Daisuke gives the boy a push, and the boy pushes back. Then there’s a fist being raised, and Souji feels something like an explosion in his jaw, and topples over to the ground. It takes him a second to realize that he stepped in front of Daisuke before the punch even landed. Kou’s beside him in a second, venom in his mouth and a punch ready in his fist.
Everyone stands around them in shock. Souji wipes blood from his mouth on the back of his hand.
“Say something,” says the boy. "Aren't you ashamed of yourself?"
8.
One more day, one more body.
9.
One more day, one more body.
10.
“They’re in Heaven now,” Nanako says earnestly. “You’ll see them again soon.”
He wants to see them, but can't bring himself to visit. It's a one way trip. Last time was an exception that took seven lives as recompense.
11.
Souji can see the appeal in drinking now. Not that it’s going to do him much good. Dojima’s pouring all the bottles down the sink.
“The guns and ammunition are kept under lock and key,” Dojima says. “I’m not going to take any risks with you right now. No rope in the house right now either. No pills. I’ve told the shopkeepers to not sell you anything that you might use to hurt yourself. No point in adding another body to this tragedy.”
“Okay.”
Dojima looks like he wants to say more. The drink guzzles down the drain.
“You know,” Dojima says, “it never stops hurting. But one day.”
At least your wife didn’t die to save your sorry behind.
“I know it doesn’t seem like it’ll make anything better.”
No.
“I know those kids meant a lot to you.”
Souji clenches his fist experimentally, and then relaxes.
“But one of these days,” says Dojima, resting a hand on his shoulder. “One of these days.”
12.
Five stages of grief. It feels like one long blur of hollowness to him, stretched out across days and weeks. He blinks, and it’s been a day. Another blink, and it’s a week. Time moves in spurts and jerks, sometimes stuttering in loops for hours, and sometimes speeding by him in an instant. He’s sure he’s been to at least two memorial services, and knows that he’s attended eight, but only remembers being on his way to one, and coming back home from three.
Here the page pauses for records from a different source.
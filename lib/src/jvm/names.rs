use std::borrow::Cow;
use std::fmt;

macro_rules! name_type {
    ($(#[$meta:meta])* $ty:ident) => {
        $(#[$meta])*
        #[derive(Clone, Hash, Eq, PartialEq, PartialOrd, Ord)]
        pub struct $ty(Cow<'static, str>);

        impl $ty {
            const fn name(value: &'static str) -> $ty {
                $ty(Cow::Borrowed(value))
            }
        }

        impl AsRef<str> for $ty {
            fn as_ref(&self) -> &str {
                &self.0
            }
        }

        impl fmt::Debug for $ty {
            fn fmt(&self, f: &mut fmt::Formatter<'_>) -> fmt::Result {
                f.write_str(&self.0)
            }
        }

        impl fmt::Display for $ty {
            fn fmt(&self, f: &mut fmt::Formatter<'_>) -> fmt::Result {
                f.write_str(&self.0)
            }
        }
    };
}

name_type! {
    /// Names of methods and fields
    ///
    /// See <https://docs.oracle.com/javase/specs/jvms/se16/html/jvms-4.html#jvms-4.2.2>
    UnqualifiedName
}

name_type! {
    /// Slash-separated names of classes, interfaces, and annotation types (eg. `java/lang/Object`)
    ///
    /// See <https://docs.oracle.com/javase/specs/jvms/se16/html/jvms-4.html#jvms-4.2.1>
    BinaryName
}

/// Validated name
pub trait Name: Sized + AsRef<str> {
    /// Reason the string is not a valid name, if there is one
    fn check_valid(name: impl AsRef<str>) -> Result<(), String>;

    fn as_cow(&self) -> &Cow<'static, str>;

    fn as_str(&self) -> &str {
        self.as_cow()
    }

    fn from_string(name: String) -> Result<Self, String>;

    fn from_str(name: &str) -> Result<Self, String> {
        Self::from_string(String::from(name))
    }
}

const ILLEGAL_CHARACTERS: [char; 4] = ['.', ';', '[', '/'];

impl Name for UnqualifiedName {
    fn check_valid(name: impl AsRef<str>) -> Result<(), String> {
        match name.as_ref() {
            "" => Err(String::from("Unqualified name is empty")),
            name => match name.find(&ILLEGAL_CHARACTERS[..]) {
                Some(index) => Err(format!(
                    "Unqualified name '{}' has an illegal character at {}",
                    name, index
                )),
                None => Ok(()),
            },
        }
    }

    fn as_cow(&self) -> &Cow<'static, str> {
        &self.0
    }

    fn from_string(name: String) -> Result<Self, String> {
        Self::check_valid(&name).map(|()| UnqualifiedName(Cow::Owned(name)))
    }
}

impl Name for BinaryName {
    /// Every `/`-separated segment must be a valid unqualified name
    fn check_valid(name: impl AsRef<str>) -> Result<(), String> {
        let name = name.as_ref();
        if name.is_empty() {
            return Err(String::from("Binary name is empty"));
        }
        for segment in name.split('/') {
            UnqualifiedName::check_valid(segment)
                .map_err(|err| format!("Binary name '{}': {}", name, err))?;
        }
        Ok(())
    }

    fn as_cow(&self) -> &Cow<'static, str> {
        &self.0
    }

    fn from_string(name: String) -> Result<Self, String> {
        Self::check_valid(&name).map(|()| BinaryName(Cow::Owned(name)))
    }
}

impl UnqualifiedName {
    // Special unqualified names - only these are allowed to have angle brackets in them
    pub const INIT: Self = Self::name("<init>");
    pub const CLINIT: Self = Self::name("<clinit>");

    pub const PACKAGEINFO: Self = Self::name("package-info");
    pub const VALUE: Self = Self::name("value");

    // Members of the runtime support classes
    pub const CHECKNOTNULL: Self = Self::name("checkNotNull");
    pub const CALLER: Self = Self::name("CALLER");
    pub const LOCAL: Self = Self::name("LOCAL");
}

impl BinaryName {
    /// Join segments from the other name onto the end of this binary name
    pub fn join(&self, other: impl Name) -> BinaryName {
        BinaryName(Cow::Owned(format!("{}/{}", self.as_str(), other.as_str())))
    }

    /// Enclosing package of the class (eg. `java/lang` for `java/lang/Object`)
    ///
    /// Classes in the unnamed package have no enclosing package.
    pub fn package(&self) -> Option<BinaryName> {
        self.as_str()
            .rsplit_once('/')
            .map(|(package, _)| BinaryName(Cow::Owned(package.to_owned())))
    }

    /// Class declaring package-level annotations for the package enclosing this class
    pub fn package_info(&self) -> Option<BinaryName> {
        self.package()
            .map(|package| package.join(UnqualifiedName::PACKAGEINFO))
    }

    /// Does this name fall under the given namespace prefix (eg. `java/`)?
    pub fn starts_with(&self, prefix: &str) -> bool {
        self.as_str().starts_with(prefix)
    }

    /// `package-info` unit of the unnamed package
    pub const PACKAGEINFO: Self = Self::name("package-info");

    // JDK names
    pub const OBJECT: Self = Self::name("java/lang/Object");
    pub const STRING: Self = Self::name("java/lang/String");
    pub const CLASS: Self = Self::name("java/lang/Class");
    pub const THROWABLE: Self = Self::name("java/lang/Throwable");

    // Qualifiers understood by the nullness checker
    pub const NONNULL: Self = Self::name("org/checkerframework/checker/nullness/qual/NonNull");
    pub const NULLABLE: Self = Self::name("org/checkerframework/checker/nullness/qual/Nullable");

    // Runtime support classes referenced from woven code
    pub const ANNOTATEDFOR: Self = Self::name("qualweave/qual/AnnotatedFor");
    pub const ATTRIBUTIONKIND: Self = Self::name("qualweave/runtime/AttributionKind");
    pub const NULLNESSRUNTIMEVERIFIER: Self =
        Self::name("qualweave/checker/nullness/NullnessRuntimeVerifier");
}
//! Load-time weaving of runtime checks for type qualifiers
//!
//! Classes are handed over as they load, parsed into an editable model ([`jvm::model`]),
//! rewritten so that values flowing into _checked_ code from anywhere else get verified against
//! the qualifiers on the declarations they flow into ([`weave`]), and handed back. Which checks
//! go where is up to an [`policy::InstrumentationStrategy`]; what a check looks like and which
//! qualifiers demand one is up to a [`checkers::RuntimeChecker`]. Failed checks end up in the
//! [`runtime::RuntimeVerifier`].
//!
//! The [`agent`] module ties this together behind the hook a host calls for every loaded unit.

pub mod agent;
pub mod checkers;
pub mod jvm;
pub mod policy;
pub mod qualifiers;
pub mod resolution;
pub mod runtime;
pub mod scope;
mod util;
pub mod weave;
He remembers shaving, but he has something of a stubble, and Dojima nearly forces Souji to shave at gunpoint the morning before Souji goes back.
Dojima doesn’t send Souji back to the city immediately. Says that there ought to be a part of the healing done here, and that Souji’s probably not going to be well enough to travel for a few weeks.
Dojima’s right, of course. When Souji goes home to the city, there are too many people all around him. He looks around the train station, and it takes him a moment to see where his parents are.
He smiles when he spots them.
“Hey,” he says.
“Hi. Ready to start school?”
He shrugs. A mechanical motion. Everything will be all right.
13.
He would have accepted the fog blinding him and eating him up if it meant he didn't have to live like this.